[Task material Boundary: Start]
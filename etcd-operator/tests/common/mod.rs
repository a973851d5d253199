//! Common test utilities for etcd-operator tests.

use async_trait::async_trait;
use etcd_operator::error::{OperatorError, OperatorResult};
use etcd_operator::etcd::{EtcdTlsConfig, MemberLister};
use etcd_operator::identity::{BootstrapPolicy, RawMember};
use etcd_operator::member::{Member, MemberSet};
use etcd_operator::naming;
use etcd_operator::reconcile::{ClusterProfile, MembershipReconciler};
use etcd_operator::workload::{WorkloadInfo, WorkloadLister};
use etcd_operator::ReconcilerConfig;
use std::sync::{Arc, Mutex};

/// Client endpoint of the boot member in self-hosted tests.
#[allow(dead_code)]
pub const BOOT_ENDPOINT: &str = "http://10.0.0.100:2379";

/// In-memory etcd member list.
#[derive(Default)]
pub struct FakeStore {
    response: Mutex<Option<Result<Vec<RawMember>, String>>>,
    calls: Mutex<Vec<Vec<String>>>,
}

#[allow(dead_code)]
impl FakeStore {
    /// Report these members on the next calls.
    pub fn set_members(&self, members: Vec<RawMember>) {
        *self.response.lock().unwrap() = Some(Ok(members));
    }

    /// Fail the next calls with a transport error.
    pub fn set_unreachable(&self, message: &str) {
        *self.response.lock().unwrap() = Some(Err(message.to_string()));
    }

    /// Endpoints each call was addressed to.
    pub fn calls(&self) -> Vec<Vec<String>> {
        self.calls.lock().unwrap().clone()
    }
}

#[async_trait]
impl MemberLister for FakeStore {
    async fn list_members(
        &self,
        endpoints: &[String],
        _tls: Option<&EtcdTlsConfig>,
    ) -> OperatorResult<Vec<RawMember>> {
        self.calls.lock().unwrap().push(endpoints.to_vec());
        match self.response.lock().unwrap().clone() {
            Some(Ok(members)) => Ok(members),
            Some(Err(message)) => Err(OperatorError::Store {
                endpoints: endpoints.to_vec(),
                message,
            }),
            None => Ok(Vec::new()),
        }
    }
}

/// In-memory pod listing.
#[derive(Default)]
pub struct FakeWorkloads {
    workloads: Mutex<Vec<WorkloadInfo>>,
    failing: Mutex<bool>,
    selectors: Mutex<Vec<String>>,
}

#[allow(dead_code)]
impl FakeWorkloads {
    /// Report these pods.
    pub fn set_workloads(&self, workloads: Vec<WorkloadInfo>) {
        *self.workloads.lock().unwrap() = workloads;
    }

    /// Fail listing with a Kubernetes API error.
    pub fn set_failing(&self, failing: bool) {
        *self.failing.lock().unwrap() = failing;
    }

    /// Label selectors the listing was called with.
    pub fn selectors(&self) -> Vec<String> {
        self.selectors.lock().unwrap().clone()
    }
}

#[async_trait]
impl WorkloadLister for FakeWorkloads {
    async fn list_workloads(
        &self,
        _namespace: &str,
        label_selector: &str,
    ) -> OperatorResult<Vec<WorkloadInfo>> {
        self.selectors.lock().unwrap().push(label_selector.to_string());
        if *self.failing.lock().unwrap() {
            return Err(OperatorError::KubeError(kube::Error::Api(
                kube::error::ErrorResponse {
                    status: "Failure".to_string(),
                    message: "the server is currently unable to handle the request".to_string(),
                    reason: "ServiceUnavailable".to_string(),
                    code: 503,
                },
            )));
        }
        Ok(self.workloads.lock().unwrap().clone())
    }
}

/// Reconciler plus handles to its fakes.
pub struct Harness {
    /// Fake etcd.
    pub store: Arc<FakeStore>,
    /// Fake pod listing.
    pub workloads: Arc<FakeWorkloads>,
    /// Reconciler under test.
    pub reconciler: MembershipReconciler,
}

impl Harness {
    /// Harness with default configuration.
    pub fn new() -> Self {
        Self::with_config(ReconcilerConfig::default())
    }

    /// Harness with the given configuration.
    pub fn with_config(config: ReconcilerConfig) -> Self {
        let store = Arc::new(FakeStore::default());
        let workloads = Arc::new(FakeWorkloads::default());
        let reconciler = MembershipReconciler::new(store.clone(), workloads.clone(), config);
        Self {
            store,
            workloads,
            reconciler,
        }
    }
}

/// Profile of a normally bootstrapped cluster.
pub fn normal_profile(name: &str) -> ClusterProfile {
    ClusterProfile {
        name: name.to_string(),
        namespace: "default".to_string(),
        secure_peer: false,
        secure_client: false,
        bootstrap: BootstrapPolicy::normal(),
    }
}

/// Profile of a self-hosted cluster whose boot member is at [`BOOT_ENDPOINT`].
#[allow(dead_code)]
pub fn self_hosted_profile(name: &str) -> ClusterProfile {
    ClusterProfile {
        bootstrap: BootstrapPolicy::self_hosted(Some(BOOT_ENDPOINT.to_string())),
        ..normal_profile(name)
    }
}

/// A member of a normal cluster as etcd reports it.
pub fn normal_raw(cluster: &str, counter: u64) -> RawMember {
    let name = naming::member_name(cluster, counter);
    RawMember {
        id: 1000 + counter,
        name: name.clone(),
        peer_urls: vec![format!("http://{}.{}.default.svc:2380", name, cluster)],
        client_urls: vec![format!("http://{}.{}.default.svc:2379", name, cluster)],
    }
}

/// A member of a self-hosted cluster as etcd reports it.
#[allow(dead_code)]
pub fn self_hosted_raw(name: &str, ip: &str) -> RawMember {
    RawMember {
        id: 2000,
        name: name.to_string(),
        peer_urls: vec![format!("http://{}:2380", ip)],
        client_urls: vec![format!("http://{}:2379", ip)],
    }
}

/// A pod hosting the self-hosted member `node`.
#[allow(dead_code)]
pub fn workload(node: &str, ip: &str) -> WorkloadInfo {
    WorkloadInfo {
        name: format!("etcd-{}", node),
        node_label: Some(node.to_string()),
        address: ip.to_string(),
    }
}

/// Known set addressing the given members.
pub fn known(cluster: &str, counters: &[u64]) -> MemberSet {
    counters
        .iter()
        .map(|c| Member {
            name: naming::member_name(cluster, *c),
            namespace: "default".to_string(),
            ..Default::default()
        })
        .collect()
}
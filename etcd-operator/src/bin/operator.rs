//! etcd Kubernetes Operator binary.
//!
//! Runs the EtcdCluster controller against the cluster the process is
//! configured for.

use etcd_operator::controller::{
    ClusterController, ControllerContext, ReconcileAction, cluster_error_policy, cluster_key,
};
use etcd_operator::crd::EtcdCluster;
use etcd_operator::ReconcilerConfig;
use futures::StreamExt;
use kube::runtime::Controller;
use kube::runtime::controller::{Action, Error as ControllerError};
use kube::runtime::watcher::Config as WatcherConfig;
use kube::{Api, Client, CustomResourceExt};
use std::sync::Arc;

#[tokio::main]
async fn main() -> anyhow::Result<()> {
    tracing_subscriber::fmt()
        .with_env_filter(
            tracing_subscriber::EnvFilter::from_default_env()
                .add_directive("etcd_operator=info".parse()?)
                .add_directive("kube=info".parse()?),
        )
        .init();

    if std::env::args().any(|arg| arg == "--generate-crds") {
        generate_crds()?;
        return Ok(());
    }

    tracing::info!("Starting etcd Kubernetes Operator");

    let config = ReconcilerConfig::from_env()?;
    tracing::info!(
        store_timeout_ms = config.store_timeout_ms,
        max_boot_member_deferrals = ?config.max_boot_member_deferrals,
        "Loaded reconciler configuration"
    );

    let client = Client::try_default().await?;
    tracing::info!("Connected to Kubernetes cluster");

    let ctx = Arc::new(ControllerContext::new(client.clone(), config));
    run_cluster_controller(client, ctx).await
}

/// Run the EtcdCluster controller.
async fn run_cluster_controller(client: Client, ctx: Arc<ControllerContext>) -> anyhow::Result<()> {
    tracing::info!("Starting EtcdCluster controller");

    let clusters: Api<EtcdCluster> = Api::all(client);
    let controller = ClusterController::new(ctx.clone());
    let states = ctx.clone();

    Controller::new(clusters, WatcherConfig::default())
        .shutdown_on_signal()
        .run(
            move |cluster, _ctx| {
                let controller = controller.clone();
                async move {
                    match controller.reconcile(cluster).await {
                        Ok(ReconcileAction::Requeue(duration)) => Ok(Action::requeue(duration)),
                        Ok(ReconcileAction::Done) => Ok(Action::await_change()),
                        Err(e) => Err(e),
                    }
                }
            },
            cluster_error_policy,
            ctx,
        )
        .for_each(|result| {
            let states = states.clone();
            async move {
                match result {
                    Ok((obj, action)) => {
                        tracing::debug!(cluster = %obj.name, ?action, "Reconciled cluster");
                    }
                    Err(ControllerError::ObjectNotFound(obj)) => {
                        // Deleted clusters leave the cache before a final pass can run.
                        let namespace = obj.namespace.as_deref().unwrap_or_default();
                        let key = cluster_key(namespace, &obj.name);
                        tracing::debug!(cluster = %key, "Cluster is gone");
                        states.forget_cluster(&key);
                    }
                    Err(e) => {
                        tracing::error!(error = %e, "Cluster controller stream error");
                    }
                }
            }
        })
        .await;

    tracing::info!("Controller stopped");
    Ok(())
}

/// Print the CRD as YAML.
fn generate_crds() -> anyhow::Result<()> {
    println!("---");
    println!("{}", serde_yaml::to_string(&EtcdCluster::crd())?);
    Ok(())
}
[Task material Boundary: End]
**Problem description**
Return every line of the entries above that the string "Kubernetes" appears in.

**Answer to this exercise**
    /// Fail listing with a Kubernetes API error.
//! etcd Kubernetes Operator binary.
    tracing::info!("Starting etcd Kubernetes Operator");
    tracing::info!("Connected to Kubernetes cluster");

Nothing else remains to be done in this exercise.